In part, it means communicating data collection and use practices to users, you internal process that manage consent, and what deciphers your best approach to gaining consents, where it intersects with the User Experience. To be safe, consider this as including every step of the client journey from building a relationship to when someone makes a purchase. A transparency requirement by the GDPR means understanding the platforms that your communications are on and their digital governance of that support user privacy.
Expect Increases in Google Analytics not set Data
So naturally, we are eager to obtain all the data possible about what users do on the websites we own or manage. The very nature of a marketer’s job and personality drives the adventure to pursue knowing what may be in Google Analytics “not set” data. But it is not about us. It is about the user. What Internet users want, and what they do with their privacy settings directly influences how many site visitor details will be reported in Google Analytics.

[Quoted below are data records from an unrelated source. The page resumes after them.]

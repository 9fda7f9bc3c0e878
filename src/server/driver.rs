//! Event-loop driver selection (§4.4 "Event-loop models").
//!
//! The three built-in modes are implemented as free generic functions in
//! [`crate::server::daemon`] (`spawn_internal_driver`/
//! `spawn_thread_per_connection_driver`/`spawn_external_driver`), called from
//! within `DaemonBuilder::build` while its `H`/`S`/`F` generics are still in
//! scope, so that [`crate::server::daemon::Daemon`] itself can stay a plain
//! non-generic handle around the resulting task. [`Driver`] is the seam an
//! embedder running mode [`DriverMode::External`] plugs into: it describes
//! how that embedder wants to wait for work, in the same vocabulary the
//! built-in drivers already use ([`crate::limits::WaitStrategy`]).

use crate::limits::WaitStrategy;

/// Selects which accept/dispatch loop a [`crate::Daemon`] runs.
#[derive(Debug, Clone, Copy, PartialEq, Eq, Default)]
pub enum DriverMode {
    /// Fixed pool of `tokio` worker tasks pulling from a shared queue fed by
    /// the daemon's own accept loop (§4.4.3). Default.
    #[default]
    Internal,
    /// One `tokio` task per accepted connection, with an OS thread stack
    /// size hint from [`crate::limits::DaemonOptions::thread_stack_size`]
    /// (§4.4.5).
    ThreadPerConnection,
    /// A `mio`-backed, edge-triggered accept loop runs on a blocking task
    /// instead of `tokio`'s own reactor, bridging accepted connections back
    /// into the worker pool over a channel (§4.4.6).
    External,
}

impl DriverMode {
    #[inline]
    pub(crate) const fn is_external(self) -> bool {
        matches!(self, DriverMode::External)
    }
}

/// A pluggable wait policy for an externally-driven daemon (§4.4.6). The
/// built-in [`DriverMode`]s don't need a custom implementation — `DriverMode`
/// itself implements `Driver` with the usual default [`WaitStrategy::Sleep`]
/// — this exists for an embedder who wants a custom backoff tied into their
/// own reactor's readiness notifications.
pub trait Driver: Send + Sync + 'static {
    fn wait_strategy(&self) -> WaitStrategy;
}

impl Driver for DriverMode {
    #[inline]
    fn wait_strategy(&self) -> WaitStrategy {
        WaitStrategy::Sleep(std::time::Duration::from_micros(50))
    }
}

#[cfg(test)]
mod tests {
    use super::*;

    #[test]
    fn default_mode_is_internal() {
        assert_eq!(DriverMode::default(), DriverMode::Internal);
        assert!(!DriverMode::Internal.is_external());
        assert!(DriverMode::External.is_external());
    }
}
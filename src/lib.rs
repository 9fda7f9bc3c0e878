//! emhttpd - embeddable HTTP/1.x server library
//!
//! A connection-state-machine HTTP/1.0 and HTTP/1.1 server library built
//! around a per-connection bump-pointer memory pool and three interchangeable
//! event-loop drivers (internal-threaded, thread-per-connection, and an
//! external/edge-triggered facade for embedding into an existing reactor).
//! Modelled on GNU libmicrohttpd's component boundaries, reimplemented with
//! ordinary Rust ownership instead of manual reference counting in C.
//!
//! # Protocol support
//!
//! - **HTTP/1.1** - persistent connections, chunked transfer-encoding in both
//!   directions, 100-continue, trailers.
//! - **HTTP/1.0** - basic protocol support, connection closes after each
//!   response unless `Connection: keep-alive` is explicitly requested.
//!
//! TLS, HTTP/2, HTTP/3 and WebSocket upgrades are out of scope; the
//! `Upgrade` response variant exists purely as a hand-off point for an
//! embedder to take over the raw socket.
//!
//! # Quick start
//!
//! ```no_run
//! use emhttpd::{Daemon, Handler, Request, ResponseBuilder, Handled, StatusCode};
//! use tokio::net::TcpListener;
//!
//! struct Echo;
//!
//! impl Handler for Echo {
//!     async fn handle(&self, _: &mut (), _: &Request, resp: &mut ResponseBuilder) -> Handled {
//!         resp.status(StatusCode::Ok).body("Hello World!")
//!     }
//! }
//!
//! #[tokio::main]
//! async fn main() {
//!     Daemon::builder()
//!         .listener(TcpListener::bind("127.0.0.1:8080").await.unwrap())
//!         .handler(Echo)
//!         .build()
//!         .launch()
//!         .await;
//! }
//! ```
pub(crate) mod http {
    pub mod query;
    pub(crate) mod request;
    pub(crate) mod response;
    pub mod types;
}
pub(crate) mod server {
    pub(crate) mod connection;
    pub(crate) mod daemon;
    pub(crate) mod driver;
    pub(crate) mod ip_limiter;
}
pub(crate) mod errors;
pub mod limits;
pub mod pool;

pub use crate::{
    http::{
        query,
        request::Request,
        response::{
            write::{BodyWriter, WriteBuffer},
            BodySize, Handled, PullOutcome, Response, ResponseBuilder, UpgradeHandle,
        },
        types::{HeaderKind, Method, StatusCode, Url, Version},
    },
    server::{
        connection::{ConnectionData, ConnectionFilter},
        daemon::{Daemon, DaemonBuilder},
        driver::{Driver, DriverMode},
    },
};
pub use crate::server::daemon::Handler;

#[doc(hidden)]
#[macro_export]
macro_rules! impt_default_handler {
    ($name:ident) => {
        use emhttpd::{Handled, Handler, Request, ResponseBuilder, StatusCode};
        struct $name;

        impl Handler<()> for $name {
            async fn handle(&self, _: &mut (), _: &Request, resp: &mut ResponseBuilder) -> Handled {
                resp.status(StatusCode::Ok).body("Hello world!")
            }
        }
    };
}

#[doc(hidden)]
#[cfg(test)]
pub(crate) mod tools {
    use std::str::from_utf8;

    #[inline]
    pub(crate) fn str(value: Option<&[u8]>) -> Option<&str> {
        Some(from_utf8(value?).unwrap())
    }

    #[inline]
    pub(crate) fn str_op(value: &[u8]) -> &str {
        from_utf8(value).unwrap()
    }

    #[inline]
    pub(crate) fn str_2<'a>(value: (&'a [u8], &'a [u8])) -> (&'a str, &'a str) {
        (from_utf8(value.0).unwrap(), from_utf8(value.1).unwrap())
    }
}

Persons using their mobile phone have a choice when they find a message popping up saying something like: “We may collect information about your use of your device and …. your location to provide our services or to customize data presented to you.” Many simply don’t select the “Allow” button. That means that what device they are using and what location they are in when they search will not be collected nor reported. It is their right. It is their choice.
At Hill Web Marketing, we believe businesses should be all about empowering people and building trust. One example of a people-focused business is Owakihi who supports people with disabilities; today privacy is considered a human right. It is a priority for any customer-centric focused business operation.

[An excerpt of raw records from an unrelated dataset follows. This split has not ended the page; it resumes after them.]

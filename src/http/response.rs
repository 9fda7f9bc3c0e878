//! HTTP response descriptor: status, headers/footers, and exactly one body
//! source. Reference-counted (`Arc`) so the same `Response` may be queued on
//! many connections at once; frozen the first time it is queued.

use crate::{
    http::types::{HeaderKind, StatusCode, Version},
    BodyWriter, WriteBuffer,
};
use std::{
    fs::File,
    io::{self, Read, Seek, SeekFrom},
    sync::{Arc, Mutex},
};

/// Outcome of a pull-callback invocation (§4.2 *Pull callback*).
pub enum PullOutcome {
    /// `n` bytes were written into the staging buffer.
    Data(usize),
    /// No data available yet; the driver must re-poll after other work.
    Pending,
    /// Normal completion; `total_size` may have been `Unknown`.
    End,
    /// Abort the connection.
    EndWithError,
}

type PullFn = dyn FnMut(u64, &mut [u8]) -> PullOutcome + Send;
type UpgradeFn = dyn FnOnce(UpgradeHandle) + Send;
type FreeFn = dyn FnOnce() + Send;

enum BodySource {
    /// `data`, ownership-on-destroy free callback.
    Fixed {
        data: Vec<u8>,
        on_drop: Option<Box<FreeFn>>,
    },
    /// Library-owned file descriptor plus the starting offset into it.
    File { file: File, start_offset: u64 },
    /// Pull callback, its preferred block size, and a reusable staging buffer.
    Pull {
        callback: Box<PullFn>,
        block_size: usize,
    },
    /// Invoked exactly once after the `101` header block has been flushed.
    Upgrade(Option<Box<UpgradeFn>>),
}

Understanding “Not Set” in Search Analytics Report Queries
When it comes to reporting on your marketing efforts and website visitors, knowing that you can count on your Google Analytics reports for accurate predictive data is a top consideration. After a strong implementation phase, over time you may start to see ‘(not set)’ edging into more of your Google Analytics reports. This label offers little value in terms of analytics or decision-making insights and it can pop up in multiple places throughout your data. The knowledge of how search analytics report queries are processed helps marketers have that intuitive red flag moment that signals that something should not be overlooked.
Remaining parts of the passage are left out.